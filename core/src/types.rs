//! Shared primitive types used across the entire simulation.

use chrono::{DateTime, Utc};
use serde::{Deserialize, Serialize};
use std::collections::BTreeMap;

/// One engine tick. The wall-time span of a tick is whatever `elapsed`
/// the driver passes in.
pub type Tick = u64;

/// Stable identifier of a single simulated companion.
pub type CompanionId = String;

/// A point on the simulated timeline.
pub type Instant = DateTime<Utc>;

/// Stat name → signed delta.
pub type Effects = BTreeMap<String, f64>;

/// Stat name → minimum value that must be reached.
pub type StatMinimums = BTreeMap<String, f64>;

/// Inclusive bounds on a stat. A missing bound is not checked.
#[derive(Debug, Clone, Copy, Default, PartialEq, Serialize, Deserialize)]
pub struct StatRange {
    #[serde(default, skip_serializing_if = "Option::is_none")]
    pub min: Option<f64>,
    #[serde(default, skip_serializing_if = "Option::is_none")]
    pub max: Option<f64>,
}

impl StatRange {
    pub fn at_least(min: f64) -> Self {
        Self { min: Some(min), max: None }
    }

    pub fn at_most(max: f64) -> Self {
        Self { min: None, max: Some(max) }
    }

    pub fn contains(&self, value: f64) -> bool {
        self.min.map_or(true, |m| value >= m) && self.max.map_or(true, |m| value <= m)
    }
}

/// Serde helper: `chrono::Duration` as whole milliseconds.
///
/// Keeps second-granularity durations exact across save/load.
pub mod duration_millis {
    use chrono::Duration;
    use serde::{Deserialize, Deserializer, Serializer};

    pub fn serialize<S: Serializer>(d: &Duration, s: S) -> Result<S::Ok, S::Error> {
        s.serialize_i64(d.num_milliseconds())
    }

    pub fn deserialize<'de, D: Deserializer<'de>>(d: D) -> Result<Duration, D::Error> {
        let ms = i64::deserialize(d)?;
        Ok(Duration::milliseconds(ms))
    }
}

/// Seconds from configuration files → `chrono::Duration`.
pub fn secs(seconds: u64) -> chrono::Duration {
    chrono::Duration::seconds(seconds.min(i64::MAX as u64) as i64)
}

☆ ☆ ☆ ☆

_Task requirements:_ Identify and extract each line of the listing that contains "Deserializer".

_Output:_
    use serde::{Deserialize, Deserializer, Serializer};
    pub fn deserialize<'de, D: Deserializer<'de>>(d: D) -> Result<Duration, D::Error> {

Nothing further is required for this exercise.